Après avoir subi la dérive sécuritaire d’internements arbitraires en augmentation vertigineuse qui visaient à prémunir la société de tout dérangement, après être devenues objets d’expériences humiliantes aux fins d’asseoir des théories aussi fumeuses que sectaires et rétrogrades, les femmes particulièrement visées par cette vague d’enfermement ont pu progressivement bénéficier de l’opportunité d’une écoute et d’une attention grâce à un développement d’une psychiatrie centrée sur la personne et de la psychanalyse.

Le XXème siècle a connu une évolution fulgurante de la psychiatrie dans le souci d’un respect de l’être et de sa souffrance, dans la tentative de comprendre le fonctionnement psychique et, plus récemment, ses implications neuroscientifiques. Ce phénomène ‘psy’ reste l’ici et maintenant des sociétés occidentales. Il s’inscrit non sans réticence dans la diversité et l’hétérogénéité liées au brassage et au nouage des cultures, de leurs histoires politiques et sociales, de la place et du statut qu’y occupent les femmes, la science et les religions.

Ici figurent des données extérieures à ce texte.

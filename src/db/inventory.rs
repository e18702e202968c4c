use super::Database;
use crate::error::GameError;

#[derive(Debug, Clone)]
pub struct InventoryEntry {
    pub item: String,
    pub quantity: i64,
    pub equipped: bool,
    pub item_type: Option<String>,
    pub stat_bonus: Option<String>,
    pub bonus_value: Option<i64>,
}

#[derive(Debug, Clone)]
pub struct EquipResult {
    pub stat_bonus: String,
    pub bonus_value: i64,
    pub replaced: Option<String>,
}

impl Database {
    pub fn get_inventory(&self, user_id: &str) -> anyhow::Result<Vec<InventoryEntry>> {
        let conn = self.lock();
        let mut stmt = conn.prepare(
            "SELECT i.item, i.quantity, i.equipped, s.item_type, s.stat_bonus, s.bonus_value
             FROM inventory i
             LEFT JOIN shop s ON i.item = s.item
             WHERE i.user_id = ?1
             ORDER BY i.equipped DESC, s.item_type",
        )?;
        let rows = stmt.query_map([user_id], |row| {
            Ok(InventoryEntry {
                item: row.get(0)?,
                quantity: row.get(1)?,
                equipped: row.get::<_, i64>(2)? != 0,
                item_type: row.get(3)?,
                stat_bonus: row.get(4)?,
                bonus_value: row.get(5)?,
            })
        })?;

        let mut results = Vec::new();
        for row in rows {
            results.push(row?);
        }
        Ok(results)
    }

    pub fn add_item(&self, user_id: &str, item: &str, quantity: i64) -> anyhow::Result<()> {
        let conn = self.lock();
        conn.execute(
            "INSERT INTO inventory (user_id, item, quantity) VALUES (?1, ?2, ?3)
             ON CONFLICT(user_id, item) DO UPDATE SET quantity = quantity + ?3",
            (user_id, item, quantity),
        )?;
        Ok(())
    }

    /// Removes up to `quantity` of an item, deleting the row when it hits
    /// zero. Returns false when the user doesn't own the item.
    pub fn remove_item(&self, user_id: &str, item: &str, quantity: i64) -> anyhow::Result<bool> {
        let conn = self.lock();
        let owned: Option<i64> = conn
            .query_row(
                "SELECT quantity FROM inventory WHERE user_id = ?1 AND item = ?2",
                (user_id, item),
                |row| row.get(0),
            )
            .ok();

        let Some(owned) = owned else {
            return Ok(false);
        };

        if owned <= quantity {
            conn.execute(
                "DELETE FROM inventory WHERE user_id = ?1 AND item = ?2",
                (user_id, item),
            )?;
        } else {
            conn.execute(
                "UPDATE inventory SET quantity = quantity - ?3
                 WHERE user_id = ?1 AND item = ?2",
                (user_id, item, quantity),
            )?;
        }
        Ok(true)
    }

    /// Equips an item, unequipping any currently equipped item of the same
    /// slot type and moving its stat bonus over on the users row.
    pub fn equip_item(
        &self,
        user_id: &str,
        item: &str,
    ) -> anyhow::Result<Result<EquipResult, GameError>> {
        let conn = self.lock();

        let found: Option<(bool, String, String, i64)> = conn
            .query_row(
                "SELECT i.equipped, s.item_type, s.stat_bonus, s.bonus_value
                 FROM inventory i
                 JOIN shop s ON i.item = s.item
                 WHERE i.user_id = ?1 AND i.item = ?2",
                (user_id, item),
                |row| {
                    Ok((
                        row.get::<_, i64>(0)? != 0,
                        row.get(1)?,
                        row.get(2)?,
                        row.get(3)?,
                    ))
                },
            )
            .ok();

        let Some((equipped, item_type, stat_bonus, bonus_value)) = found else {
            return Ok(Err(GameError::ItemNotFound));
        };
        if equipped {
            return Ok(Err(GameError::AlreadyEquipped));
        }
        if !matches!(item_type.as_str(), "weapon" | "armor") {
            return Ok(Err(GameError::NotEquippable));
        }

        // Swap out an already equipped item of the same slot.
        let old: Option<(String, String, i64)> = conn
            .query_row(
                "SELECT i.item, s.stat_bonus, s.bonus_value
                 FROM inventory i
                 JOIN shop s ON i.item = s.item
                 WHERE i.user_id = ?1 AND i.equipped = 1 AND s.item_type = ?2",
                (user_id, &item_type),
                |row| Ok((row.get(0)?, row.get(1)?, row.get(2)?)),
            )
            .ok();

        let mut replaced = None;
        if let Some((old_item, old_bonus, old_value)) = old {
            conn.execute(
                "UPDATE inventory SET equipped = 0 WHERE user_id = ?1 AND item = ?2",
                (user_id, &old_item),
            )?;
            apply_stat(&conn, user_id, &old_bonus, -old_value)?;
            replaced = Some(old_item);
        }

        conn.execute(
            "UPDATE inventory SET equipped = 1 WHERE user_id = ?1 AND item = ?2",
            (user_id, item),
        )?;
        apply_stat(&conn, user_id, &stat_bonus, bonus_value)?;

        Ok(Ok(EquipResult {
            stat_bonus,
            bonus_value,
            replaced,
        }))
    }

    pub fn get_equipped_items(&self, user_id: &str) -> anyhow::Result<Vec<String>> {
        let conn = self.lock();
        let mut stmt =
            conn.prepare("SELECT item FROM inventory WHERE user_id = ?1 AND equipped = 1")?;
        let rows = stmt.query_map([user_id], |row| row.get(0))?;

        let mut results = Vec::new();
        for row in rows {
            results.push(row?);
        }
        Ok(results)
    }
}

fn apply_stat(
    conn: &rusqlite::Connection,
    user_id: &str,
    stat: &str,
    delta: i64,
) -> anyhow::Result<()> {
    match stat {
        "attack" => {
            conn.execute(
                "UPDATE users SET attack = attack + ?1 WHERE user_id = ?2",
                (delta, user_id),
            )?;
        }
        "defense" => {
            conn.execute(
                "UPDATE users SET defense = defense + ?1 WHERE user_id = ?2",
                (delta, user_id),
            )?;
        }
        _ => {}
    }
    Ok(())
}

#[cfg(test)]
mod tests {
    use super::super::test_utils::test_db;
    use crate::error::GameError;

    #[test]
    fn test_add_and_remove_stacks() {
        let db = test_db();
        db.ensure_user("1", "alice").unwrap();

        db.add_item("1", "Health Potion", 1).unwrap();
        db.add_item("1", "Health Potion", 2).unwrap();

        let inv = db.get_inventory("1").unwrap();
        assert_eq!(inv.len(), 1);
        assert_eq!(inv[0].quantity, 3);
        assert_eq!(inv[0].item_type.as_deref(), Some("consumable"));

        assert!(db.remove_item("1", "Health Potion", 2).unwrap());
        assert_eq!(db.get_inventory("1").unwrap()[0].quantity, 1);

        // Removing the last one deletes the row.
        assert!(db.remove_item("1", "Health Potion", 5).unwrap());
        assert!(db.get_inventory("1").unwrap().is_empty());

        assert!(!db.remove_item("1", "Health Potion", 1).unwrap());
    }

    #[test]
    fn test_equip_swaps_same_slot_and_moves_stats() {
        let db = test_db();
        db.ensure_user("1", "alice").unwrap();
        db.add_item("1", "Iron Sword", 1).unwrap();
        db.add_item("1", "Steel Sword", 1).unwrap();

        let result = db.equip_item("1", "Iron Sword").unwrap().unwrap();
        assert_eq!(result.stat_bonus, "attack");
        assert_eq!(result.bonus_value, 5);
        assert!(result.replaced.is_none());
        assert_eq!(db.get_user("1").unwrap().unwrap().attack, 15);

        // Equipping another weapon swaps the bonus instead of stacking it.
        let result = db.equip_item("1", "Steel Sword").unwrap().unwrap();
        assert_eq!(result.replaced.as_deref(), Some("Iron Sword"));
        assert_eq!(db.get_user("1").unwrap().unwrap().attack, 20);

        let equipped = db.get_equipped_items("1").unwrap();
        assert_eq!(equipped, vec!["Steel Sword".to_string()]);
    }

    #[test]
    fn test_equip_rejections() {
        let db = test_db();
        db.ensure_user("1", "alice").unwrap();

        assert_eq!(
            db.equip_item("1", "Iron Sword").unwrap().unwrap_err(),
            GameError::ItemNotFound
        );

        db.add_item("1", "Health Potion", 1).unwrap();
        assert_eq!(
            db.equip_item("1", "Health Potion").unwrap().unwrap_err(),
            GameError::NotEquippable
        );

        db.add_item("1", "Iron Sword", 1).unwrap();
        db.equip_item("1", "Iron Sword").unwrap().unwrap();
        assert_eq!(
            db.equip_item("1", "Iron Sword").unwrap().unwrap_err(),
            GameError::AlreadyEquipped
        );
    }
}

Les femmes, c’est une évidence qu’il est bon de rappeler, existaient bien avant que la psychiatrie et la psychanalyse ne voient le jour, en partie grâce à elles. Toutefois, privées de l’accès aux métiers dits nobles et à la vie publique, les femmes ont surtout contribué à l’essor de ces disciplines en tant que patientes, objets d’étude et d’expérience. Il en fut là comme dans les métiers artistiques où la femme tenait la place de muse inspirant l’artiste et le thème de son œuvre. Les recherches transversales entre sciences humaines et médicales ainsi que le brassage social et ethnique des populations ont donné naissance à diverses approches du traitement neuropsychique, aussi neuves qu’hypothétiques, aussi locales qu’étroitement liées aux données culturelles et politiques. Thierry Delcourt ©

pour en finir avec les stéréotypes aliénants sur les femmes, entretenus par les diagnostics stigmatisants de la psychiatrie

pour en finir avec les stéréotypes aliénants sur les femmes, entretenus par les diagnostics stigmatisants de la psychiatrie

Commenter cet article

Danièle M. 03/01/2017 13:59

Et je rajouterais même que ce n'est pas parce qu'on est une femme psy qu'on ne rentre pas dans la catégorie des "phallocrates misogynes"... Même pendant la guerre, il y avait des collabos... pour se positionner du côté du plus fort !

Danièle 03/01/2017 13:02

"Les femmes face aux psy" : Le problème entre les femmes et leurs psys est que trop souvent elles tombent sur des phallocrates misogynes pour lesquels le Phallus avec un grand P est la référence suprême de leur doctrine... qui n'est qu'un leurre pour cacher la crainte voire la terreur qu'ils éprouvent vis à vis des femmes et notamment de celles qui ont le toupet d'être folles !!!
A bon entendeur salut !!!
Je ne parle pas de vous Docteur Delcourt qui n'êtes (avec un tout petit nombre d'entre vous dans la profession) qu'
une exception à la règle.

Genet 06/03/2015 21:21

Cette éternelle focalisation sur les femmes... qui restent maltraitées dans les formes, très exposées socialement, quoique la société dans son ensemble fasse droit à la dévoration... Mais où sont les hommes ?
Bien à vous.

Laurent 01/10/2016 17:55

Les hommes dépressifs existent aussi... et font certainement l'objet d'un autre livre

JOCELYNE 24/01/2014 23:26

La dépression est une authentique maladie qui touche plus de 3 millions de personnes en FRANCE, les femmes étant deux fois plus touchées que les hommes, de par leur plus grande précarité sociale
sans doute. Des cas cités dans le livre, on retient qu'il y a des contextes de vie favorisants ou une accumulation d'évènements de vie, propres à chacun, qui peut déclencher la dépression.
C'est au médecin et à lui seul que revient la responsabilité d'identification de la souffrance et de la
prescription de médicaments si besoin.